It was January 17, 2013, about 10pm. We were in the emergency room at a local hospital in a rough part of town. It was really really cold. Like the wind chill was 20 below zero. Really cold. My Dad and I were sitting with my Mom, who had fallen down some stairs at home. My dog was in the car – wrapped in blankets — and I went out to check on her every half hour or so. (The hospital was 70 miles from my house – and I had no one else to take care of her.) Every time I went back in the ER from the parking lot, I had to get buzzed in — and I was pretty sure the clerk was surrounded by bulletproof glass. Things were moving very slowly in getting my Mom diagnosed and treated. I took out my computer, and started another blog.
I had started my personal blog about 4 months earlier after a friend urged me to share my stories. My parents were getting older, and we were switching roles. I had become the parent to my parents. I had been blogging for work for about a year, but talking about feelings, and personal stuff was a whole new ballgame. I am not particularly comfortable sharing my feelings on a 1:1 basis, so sharing feelings on a 1:thewholeworld basis was really a stretch. As I look back, the rewards have been so much more than the risks that I was feeling. Here are just part of the things that happened to me, as a result of my personal blog.
- I found that blogging helped me see lots of situations more clearly. Pretty much the same thing that happens after I go to Pilates class!
- Sometimes my blogs said the words I couldn’t – that I needed help. I was blessed with family and friends who reached out and supported me through the tough times.
- I found that blogging helped me deal with patient care situations and be a better care giver. I was able to see the “daughter of an elderly patient” view — but from the providers view as well – and through telling my stories of “the daughter’s view” – I had many physicians reaching out, and thanking me for reminding them to talk to their patients and their families, not talk at them. Whenever I was emotional or nervous or couldn’t sleep; I’d get up and blog it out. I was amazed at how much that helped me with my new role as caregiver.
- Later in 2013, when my mother was diagnosed with pancreatic cancer, I blogged through that journey as well. I found support from people I had never met through my blog, and eventually – the first 4 months of our cancer journey blogs were published in a book – something i had never even imagined.

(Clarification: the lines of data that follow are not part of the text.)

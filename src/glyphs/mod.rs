//! Glyph identity: code points, ligatures and the per-glyph record

pub mod codepoints;
pub mod ligatures;

use crate::font_source::GlyphId;

pub use codepoints::CodepointAllocator;
pub use ligatures::{build_ligatures, LigaturePlan, LigatureRule};

/// Everything the pipeline decided for one icon glyph
#[derive(Debug, Clone)]
pub struct GlyphSpec {
    pub name: String,
    pub codepoint: u32,
    pub glyph: GlyphId,
    /// Committed advance width in font units
    pub advance: i64,
}
//! Typed layout parameters
//!
//! Every policy that arrives as text (CLI flag or override table entry) is
//! parsed into one of these types exactly once. Resolvers never see text.

use crate::core::errors::ConfigError;
use std::fmt;
use std::str::FromStr;

/// Highest valid Unicode scalar value
pub const MAX_CODEPOINT: u32 = 0x10FFFF;

/// How an icon's viewbox is scaled into font units
#[derive(Debug, Clone, Copy, PartialEq)]
pub enum ScalePolicy {
    /// Fit the larger viewbox side into the em
    InEm,
    /// Fit the smaller viewbox side into the em
    OverEm,
    /// Fit the larger viewbox side into the ascent
    InAscent,
    /// Fit the smaller viewbox side into the ascent
    OverAscent,
    /// Leave the outline at its imported size
    Keep,
    /// Explicit multiplier
    Factor(f64),
}

impl FromStr for ScalePolicy {
    type Err = ConfigError;

    fn from_str(s: &str) -> Result<Self, Self::Err> {
        match s.trim() {
            "in_em" => Ok(Self::InEm),
            "over_em" => Ok(Self::OverEm),
            "in_ascent" => Ok(Self::InAscent),
            "over_ascent" => Ok(Self::OverAscent),
            "no" | "" => Ok(Self::Keep),
            other => other
                .parse::<f64>()
                .ok()
                .filter(|factor| factor.is_finite())
                .map(Self::Factor)
                .ok_or_else(|| ConfigError::invalid_number("scale", other)),
        }
    }
}

/// Horizontal placement of the viewbox inside the advance width
#[derive(Debug, Clone, Copy, PartialEq)]
pub enum HAlign {
    Center,
    Left,
    Right,
    /// Center the viewbox around this x coordinate
    At(f64),
    /// No horizontal placement besides `xmove`
    Keep,
}

impl FromStr for HAlign {
    type Err = ConfigError;

    fn from_str(s: &str) -> Result<Self, Self::Err> {
        match s.trim() {
            "center" => Ok(Self::Center),
            "left" => Ok(Self::Left),
            "right" => Ok(Self::Right),
            "" => Ok(Self::Keep),
            other => parse_finite(other)
                .map(Self::At)
                .ok_or_else(|| ConfigError::unknown_policy("halign", other)),
        }
    }
}

/// Vertical placement of the viewbox relative to the font metrics
#[derive(Debug, Clone, Copy, PartialEq)]
pub enum VAlign {
    /// Center between the descent line and the ascent line
    AscDescCenter,
    /// Center between the baseline and the ascent line
    AscentCenter,
    /// Bottom of the viewbox on the baseline
    Baseline,
    /// Bottom of the viewbox on the descent line
    Descent,
    /// Center the viewbox around this y coordinate
    At(f64),
    /// No vertical placement besides `ymove`
    Keep,
}

impl FromStr for VAlign {
    type Err = ConfigError;

    fn from_str(s: &str) -> Result<Self, Self::Err> {
        match s.trim() {
            "ascdesc_center" => Ok(Self::AscDescCenter),
            "ascent_center" => Ok(Self::AscentCenter),
            "baseline" => Ok(Self::Baseline),
            "descent" => Ok(Self::Descent),
            "" => Ok(Self::Keep),
            other => parse_finite(other)
                .map(Self::At)
                .ok_or_else(|| ConfigError::unknown_policy("valign", other)),
        }
    }
}

/// A lower or upper bound on the advance width
#[derive(Debug, Clone, Copy, PartialEq, Eq)]
pub enum WidthBound {
    Auto,
    Em,
    Units(i64),
}

impl WidthBound {
    /// Parse a bound for the named parameter (`minwidth` or `maxwidth`)
    pub fn parse(field: &str, text: &str) -> Result<Self, ConfigError> {
        match text.trim() {
            "auto" | "" => Ok(Self::Auto),
            "em" => Ok(Self::Em),
            other => other
                .parse::<i64>()
                .map(Self::Units)
                .map_err(|_| ConfigError::invalid_number(field, other)),
        }
    }

    /// The bound in font units, or `None` when unbounded
    pub fn resolve(self, units_per_em: f64) -> Option<f64> {
        match self {
            Self::Auto => None,
            Self::Em => Some(units_per_em),
            Self::Units(units) => Some(units as f64),
        }
    }
}

impl fmt::Display for WidthBound {
    fn fmt(&self, f: &mut fmt::Formatter<'_>) -> fmt::Result {
        match self {
            Self::Auto => write!(f, "auto"),
            Self::Em => write!(f, "em"),
            Self::Units(units) => write!(f, "{units}"),
        }
    }
}

/// Which ways of referencing a glyph the generated assets support
#[derive(Debug, Clone, Copy, PartialEq, Eq, Default, clap::ValueEnum)]
pub enum Mode {
    /// One CSS class per glyph, using its code point
    #[default]
    Class,
    /// Glyph names typed as text, resolved by ligature substitution
    Ligature,
    /// Both of the above
    Both,
}

impl Mode {
    pub fn uses_classes(self) -> bool {
        matches!(self, Self::Class | Self::Both)
    }

    pub fn uses_ligatures(self) -> bool {
        matches!(self, Self::Ligature | Self::Both)
    }
}

/// The fully resolved parameters for one glyph
#[derive(Debug, Clone, PartialEq)]
pub struct ParamSet {
    pub scale: ScalePolicy,
    pub halign: HAlign,
    pub valign: VAlign,
    pub xmove: f64,
    pub ymove: f64,
    pub minwidth: WidthBound,
    pub maxwidth: WidthBound,
    pub code: Option<u32>,
}

impl Default for ParamSet {
    fn default() -> Self {
        Self {
            scale: ScalePolicy::InEm,
            halign: HAlign::Center,
            valign: VAlign::AscDescCenter,
            xmove: 0.0,
            ymove: 0.0,
            minwidth: WidthBound::Auto,
            maxwidth: WidthBound::Auto,
            code: None,
        }
    }
}

impl ParamSet {
    /// Overlay the set fields of a per-glyph override onto these defaults
    pub fn merged(&self, overrides: &PartialParams) -> ParamSet {
        ParamSet {
            scale: overrides.scale.unwrap_or(self.scale),
            halign: overrides.halign.unwrap_or(self.halign),
            valign: overrides.valign.unwrap_or(self.valign),
            xmove: overrides.xmove.unwrap_or(self.xmove),
            ymove: overrides.ymove.unwrap_or(self.ymove),
            minwidth: overrides.minwidth.unwrap_or(self.minwidth),
            maxwidth: overrides.maxwidth.unwrap_or(self.maxwidth),
            code: overrides.code.or(self.code),
        }
    }
}

/// Per-glyph overrides; `None` means "use the pipeline default"
#[derive(Debug, Clone, Default, PartialEq)]
pub struct PartialParams {
    pub code: Option<u32>,
    pub scale: Option<ScalePolicy>,
    pub halign: Option<HAlign>,
    pub valign: Option<VAlign>,
    pub xmove: Option<f64>,
    pub ymove: Option<f64>,
    pub minwidth: Option<WidthBound>,
    pub maxwidth: Option<WidthBound>,
}

/// Parse a hexadecimal code point such as `EA01`, `0xEA01` or `U+EA01`
pub fn parse_codepoint(context: &str, text: &str) -> Result<u32, ConfigError> {
    let trimmed = text.trim();
    let digits = trimmed
        .strip_prefix("0x")
        .or_else(|| trimmed.strip_prefix("0X"))
        .or_else(|| trimmed.strip_prefix("U+"))
        .or_else(|| trimmed.strip_prefix("u+"))
        .unwrap_or(trimmed);

    u32::from_str_radix(digits, 16)
        .ok()
        .filter(|codepoint| *codepoint <= MAX_CODEPOINT)
        .ok_or_else(|| ConfigError::InvalidCodepoint {
            context: context.to_string(),
            value: text.to_string(),
        })
}

/// Parse a finite float offset such as `xmove`
pub fn parse_offset(field: &str, text: &str) -> Result<f64, ConfigError> {
    parse_finite(text.trim()).ok_or_else(|| ConfigError::invalid_number(field, text))
}

fn parse_finite(text: &str) -> Option<f64> {
    text.parse::<f64>().ok().filter(|value| value.is_finite())
}

#[cfg(test)]
mod tests {
    use super::*;

    #[test]
    fn test_scale_policy_keywords() {
        assert_eq!("in_em".parse::<ScalePolicy>().unwrap(), ScalePolicy::InEm);
        assert_eq!("over_ascent".parse::<ScalePolicy>().unwrap(), ScalePolicy::OverAscent);
        assert_eq!("no".parse::<ScalePolicy>().unwrap(), ScalePolicy::Keep);
        assert_eq!("".parse::<ScalePolicy>().unwrap(), ScalePolicy::Keep);
        assert_eq!("2.5".parse::<ScalePolicy>().unwrap(), ScalePolicy::Factor(2.5));
    }

    #[test]
    fn test_scale_policy_rejects_garbage() {
        let err = "huge".parse::<ScalePolicy>().unwrap_err();
        assert!(matches!(err, ConfigError::InvalidNumber { ref field, .. } if field == "scale"));
    }

    #[test]
    fn test_alignment_keywords_and_numbers() {
        assert_eq!("left".parse::<HAlign>().unwrap(), HAlign::Left);
        assert_eq!("300".parse::<HAlign>().unwrap(), HAlign::At(300.0));
        assert_eq!("descent".parse::<VAlign>().unwrap(), VAlign::Descent);
        assert_eq!("-12.5".parse::<VAlign>().unwrap(), VAlign::At(-12.5));
        assert_eq!("".parse::<VAlign>().unwrap(), VAlign::Keep);
    }

    #[test]
    fn test_unknown_alignment_is_config_error() {
        assert!(matches!(
            "middle".parse::<HAlign>(),
            Err(ConfigError::UnknownPolicy { .. })
        ));
        assert!(matches!(
            "top".parse::<VAlign>(),
            Err(ConfigError::UnknownPolicy { .. })
        ));
    }

    #[test]
    fn test_width_bounds() {
        assert_eq!(WidthBound::parse("minwidth", "auto").unwrap(), WidthBound::Auto);
        assert_eq!(WidthBound::parse("minwidth", "em").unwrap(), WidthBound::Em);
        assert_eq!(WidthBound::parse("maxwidth", "640").unwrap(), WidthBound::Units(640));
        assert!(WidthBound::parse("maxwidth", "wide").is_err());
        assert_eq!(WidthBound::Em.resolve(1000.0), Some(1000.0));
        assert_eq!(WidthBound::Auto.resolve(1000.0), None);
    }

    #[test]
    fn test_codepoint_prefixes() {
        assert_eq!(parse_codepoint("start", "EA01").unwrap(), 0xEA01);
        assert_eq!(parse_codepoint("start", "0xea01").unwrap(), 0xEA01);
        assert_eq!(parse_codepoint("start", "U+0041").unwrap(), 0x41);
        assert!(parse_codepoint("start", "").is_err());
        assert!(parse_codepoint("start", "-1").is_err());
        assert!(parse_codepoint("start", "110000").is_err());
        assert!(parse_codepoint("start", "zz").is_err());
    }

    #[test]
    fn test_merge_prefers_overrides() {
        let defaults = ParamSet::default();
        let overrides = PartialParams {
            halign: Some(HAlign::Left),
            minwidth: Some(WidthBound::Em),
            code: Some(0xF000),
            ..Default::default()
        };

        let merged = defaults.merged(&overrides);
        assert_eq!(merged.halign, HAlign::Left);
        assert_eq!(merged.minwidth, WidthBound::Em);
        assert_eq!(merged.code, Some(0xF000));
        assert_eq!(merged.scale, defaults.scale);
        assert_eq!(merged.valign, defaults.valign);
    }
}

- After a particularly frustrating experience trying to get information from one medical center to another, the developers of a mobile application reached out to me, and I was able to give them a checklist of the things that were frustrating me in their app. They were able to tell me which of those things were already on their list, and what they would be changing soon.
I still blog on that blog occasionally, even though my parents are both gone. It seems that you don’t stop being an only child, just because your parents are gone. That’s something that stays with you, it’s just that the focus of the blog has changed from being a caregiver to my life.
About 6 months after my mother passed away, I was on a work trip and a coworker cornered me to “have a talk”. She told me how she had become caregiver for her sister after her sister was diagnosed with terminal cancer. She said many of the things that I blogged about, health care issues, emotional issues, just putting one foot in front of the other to get through the day had really helped her as she dealt with her sister’s illness and death by cancer. She cried as she told me, and I cried when I heard it. I never dreamed my blog would touch people that way. You just never know the effects of an action until you take action. Like starting a blog.